Although there is an academic and ethnographic emphasis, there are neither desks nor computer stations. The student will learn by dancing, moving, singing, clapping and sweating. It is an active seminar where the goal is to physically practice the subjects, and to retain new knowledge for future performances and teaching.
2016 Special focal topic:
MOVEMENT & MIGRATION : How the dance changes when people leave, or are removed from, home.
Every session of the Arab Dance Seminar has a different focal topic, making each year unique. The November 2016 Arab Dance Seminar in Nashville will focus on the effect of the migration of peoples on music and dance.

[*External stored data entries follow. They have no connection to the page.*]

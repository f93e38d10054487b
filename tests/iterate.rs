//
// tests/iterate.rs -- full-database iteration (keys/values/pairs)
//
// Copyright (c) 2019-2024 Jeff Garzik
//
// This file is part of the xdbm software project covered under
// the MIT License.  For the full license text, please see the LICENSE
// file in the root directory of this project.
// SPDX-License-Identifier: MIT

mod common;

use std::collections::{HashMap, HashSet};

const COUNT: usize = 300;

fn expected_pairs() -> HashMap<Vec<u8>, Vec<u8>> {
    (0..COUNT)
        .map(|n| (format!("key {n}").into_bytes(), format!("value {n}").into_bytes()))
        .collect()
}

#[test]
fn api_iter() {
    let mut db = common::basic(COUNT);
    let mut remaining = expected_pairs();

    for kv in db.iter::<Vec<u8>, Vec<u8>>() {
        let (k, v) = kv.unwrap();
        assert_eq!(remaining.remove(&k), Some(v));
    }

    assert!(remaining.is_empty(), "iteration missed some keys");
}

#[test]
fn api_keys() {
    let mut db = common::basic(COUNT);
    let mut remaining: HashSet<Vec<u8>> = expected_pairs().into_keys().collect();

    for k in db.keys::<Vec<u8>>() {
        let k = k.unwrap();
        assert!(remaining.remove(&k), "key {k:?} not expected");
    }

    assert!(remaining.is_empty(), "iteration missed some keys");
}

#[test]
fn api_values() {
    let mut db = common::basic(COUNT);
    let mut remaining: HashSet<Vec<u8>> = expected_pairs().into_values().collect();

    for v in db.values::<Vec<u8>>() {
        let v = v.unwrap();
        assert!(remaining.remove(&v), "value {v:?} not expected");
    }

    assert!(remaining.is_empty(), "iteration missed some values");
}
//
// header.rs -- global file header routines
//
// Copyright (c) 2019-2024 Jeff Garzik
//
// This file is part of the xdbm software project covered under
// the MIT License.  For the full license text, please see the LICENSE
// file in the root directory of this project.
// SPDX-License-Identifier: MIT

use std::io::{self, Read, Write};

use crate::avail::{self, AvailBlock};
use crate::bucket;
use crate::magic::Magic;
use crate::ser::{read32, write32, Alignment, Layout};
use crate::{Error, Result};

// magic(4) + block_sz(4) + dir_ofs + dir_sz(4) + dir_bits(4) + bucket_sz(4)
// + bucket_elems(4) + next_block + avail header, plus 8 bytes (version +
// numsync counter) when the numsync extension is present.
fn fixed_size(layout: Layout, has_numsync: bool) -> u32 {
    let mut size = 4 + 4 + layout.alignment.offset_width();
    size += 4 + 4 + 4 + 4;
    size += layout.alignment.offset_width();
    size += avail::header_size(layout);
    if has_numsync {
        size += 8;
    }
    size
}

fn avail_capacity(layout: Layout, block_sz: u32, has_numsync: bool) -> u32 {
    let overhead = fixed_size(layout, has_numsync);
    if block_sz <= overhead {
        0
    } else {
        (block_sz - overhead) / avail::elem_size(layout)
    }
}

#[derive(Debug)]
pub struct Header {
    pub magic: Magic,
    pub block_sz: u32,
    pub dir_ofs: u64,
    pub dir_sz: u32,
    pub dir_bits: u32,
    pub bucket_sz: u32,
    pub bucket_elems: u32,
    pub next_block: u64,
    pub avail: AvailBlock,
    pub numsync: u32,

    pub layout: Layout,
    pub dirty: bool,
}

impl Header {
    pub fn new(block_size: u32, layout: Layout, dir_bits: u32, numsync: bool) -> Self {
        let bucket_sz = block_size;
        let bucket_elems = bucket::elems_for(layout, bucket_sz);
        let avail_sz = avail_capacity(layout, block_size, numsync);

        Header {
            magic: Magic::new(layout.endian, layout.offset, numsync),
            block_sz: block_size,
            dir_ofs: u64::from(block_size),
            dir_sz: block_size,
            dir_bits,
            bucket_sz,
            bucket_elems,
            next_block: 3 * u64::from(block_size),
            avail: AvailBlock::new(avail_sz, 0, vec![]),
            numsync: 0,
            layout,
            dirty: true,
        }
    }

    pub fn from_reader(
        alignment: Option<Alignment>,
        file_len: u64,
        rdr: &mut impl Read,
    ) -> Result<Self> {
        let magic = Magic::from_reader(rdr)?;
        let layout = Layout {
            offset: magic.offset(),
            alignment: alignment.unwrap_or_else(|| magic.default_alignment()),
            endian: magic.endian(),
        };
        let has_numsync = magic.is_numsync();

        let block_sz = read32(layout.endian, rdr)?;
        let dir_ofs = crate::ser::read_off(layout, rdr)?;
        let dir_sz = read32(layout.endian, rdr)?;
        let dir_bits = read32(layout.endian, rdr)?;
        let bucket_sz = read32(layout.endian, rdr)?;
        let bucket_elems = read32(layout.endian, rdr)?;
        let next_block = crate::ser::read_off(layout, rdr)?;

        let mut avail = AvailBlock::from_reader(layout, rdr)?;
        // historically GDBM's avail table could be left unsorted by older
        // releases; restore size-ascending ordering on load.
        avail.elems.sort();

        let numsync = if has_numsync {
            let version = read32(layout.endian, rdr)?;
            if version != 0 {
                return Err(Error::BadNumsyncVersion { version });
            }
            read32(layout.endian, rdr)?
        } else {
            0
        };

        let minimum_block_sz = fixed_size(layout, has_numsync) + avail::elem_size(layout);
        if block_sz < minimum_block_sz {
            return Err(Error::BadHeaderBlockSize {
                size: block_sz,
                minimum: minimum_block_sz,
            });
        }

        if next_block > file_len {
            return Err(Error::BadHeaderNextBlock {
                next_block,
                file_size: file_len,
            });
        }

        if dir_ofs + u64::from(dir_sz) > file_len {
            return Err(Error::BadHeaderDirectoryOffset {
                offset: dir_ofs,
                size: dir_sz,
                file_size: file_len,
            });
        }

        let expected_bits = (dir_sz / layout.offset.width()).trailing_zeros();
        let minimum_size = layout.offset.width() << dir_bits;
        if dir_bits != expected_bits || dir_sz < minimum_size {
            return Err(Error::BadHeaderDirectory {
                size: dir_sz,
                bits: dir_bits,
                minimum_size,
                expected_bits,
            });
        }

        let bucket_minimum = bucket::fixed_overhead(layout) + bucket::elem_size(layout);
        if bucket_sz < bucket_minimum {
            return Err(Error::BadHeaderBucketSize {
                size: bucket_sz,
                minimum: bucket_minimum,
            });
        }

        let expected_elems = bucket::elems_for(layout, bucket_sz);
        if bucket_elems != expected_elems {
            return Err(Error::BadHeaderBucketElems {
                elems: bucket_elems,
                expected: expected_elems,
            });
        }

        let expected_avail_sz = avail_capacity(layout, block_sz, has_numsync);
        if avail.sz == 0 || avail.sz != expected_avail_sz {
            return Err(Error::BadHeaderAvail {
                elems: avail.sz,
                size: avail::AvailBlock::sizeof(layout, avail.sz),
                block_size: block_sz,
            });
        }

        if avail.elems.len() as u32 > avail.sz {
            return Err(Error::BadHeaderAvailCount {
                elems: avail.elems.len() as u32,
                maximum: avail.sz,
            });
        }

        for (index, elem) in avail.elems.iter().enumerate() {
            if elem.addr < u64::from(block_sz) || elem.addr + u64::from(elem.sz) > next_block {
                return Err(Error::BadAvailElem {
                    block_offset: 0,
                    elem: index,
                    offset: elem.addr,
                    size: elem.sz,
                    file_size: file_len,
                });
            }
        }

        Ok(Header {
            magic,
            block_sz,
            dir_ofs,
            dir_sz,
            dir_bits,
            bucket_sz,
            bucket_elems,
            next_block,
            avail,
            numsync,
            layout,
            dirty: false,
        })
    }

    pub fn serialize(&self, w: &mut impl Write) -> io::Result<()> {
        w.write_all(self.magic.as_bytes())?;
        write32(self.layout.endian, w, self.block_sz)?;
        crate::ser::write_off(self.layout, w, self.dir_ofs)?;
        write32(self.layout.endian, w, self.dir_sz)?;
        write32(self.layout.endian, w, self.dir_bits)?;
        write32(self.layout.endian, w, self.bucket_sz)?;
        write32(self.layout.endian, w, self.bucket_elems)?;
        crate::ser::write_off(self.layout, w, self.next_block)?;
        self.avail.serialize(self.layout, w)?;

        if self.magic.is_numsync() {
            write32(self.layout.endian, w, 0)?; // version
            write32(self.layout.endian, w, self.numsync)?;
        }

        Ok(())
    }

    pub fn allocate(&mut self, size: u32) -> Option<(u64, u32)> {
        self.avail.allocate(size)
    }

    pub fn free(&mut self, addr: u64, sz: u32) {
        self.avail.free(addr, sz);
        self.dirty = true;
    }

    pub fn increment_numsync(&mut self) {
        self.numsync = self.numsync.wrapping_add(1);
        self.dirty = true;
    }

    /// Adds or removes the numsync extension, returning any avail
    /// elements evicted from the header's embedded table because the
    /// new layout no longer has room for them. The caller is expected to
    /// re-home each via `free_record`.
    pub fn convert_numsync(&mut self, numsync: bool) -> Vec<(u64, u32)> {
        if self.magic.is_numsync() == numsync {
            return vec![];
        }

        let new_capacity = avail_capacity(self.layout, self.block_sz, numsync);
        self.magic = Magic::new(self.layout.endian, self.layout.offset, numsync);
        if !numsync {
            self.numsync = 0;
        }
        self.dirty = true;

        if self.avail.elems.len() as u32 <= new_capacity {
            self.avail.sz = new_capacity;
            return vec![];
        }

        let evicted = self.avail.elems.split_off(new_capacity as usize);
        self.avail.sz = new_capacity;
        evicted.into_iter().map(|e| (e.addr, e.sz)).collect()
    }
}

Today we are all acutely aware of the refugee crisis around the world, especially the recent influx from the Near East to Europe. However, this mass movement of peoples is not new. Within our own lifetimes, we have seen the changing face of the Arab diaspora - from large Lebanese communities to young Saudi students to Egyptians fleeing the Muslim Brotherhood to Iraqi and Syrian refugees. Prior to that, industrialization and advances in communication and technology changed the demographic landscape of individual Arab countries.
How have these groups used music and dance to maintain their identities in the context of leaving one home and trying to establish a new one? What musical genres and dance styles have developed from the migration of these groups over time? Who were the pioneers of these musical genres and dances?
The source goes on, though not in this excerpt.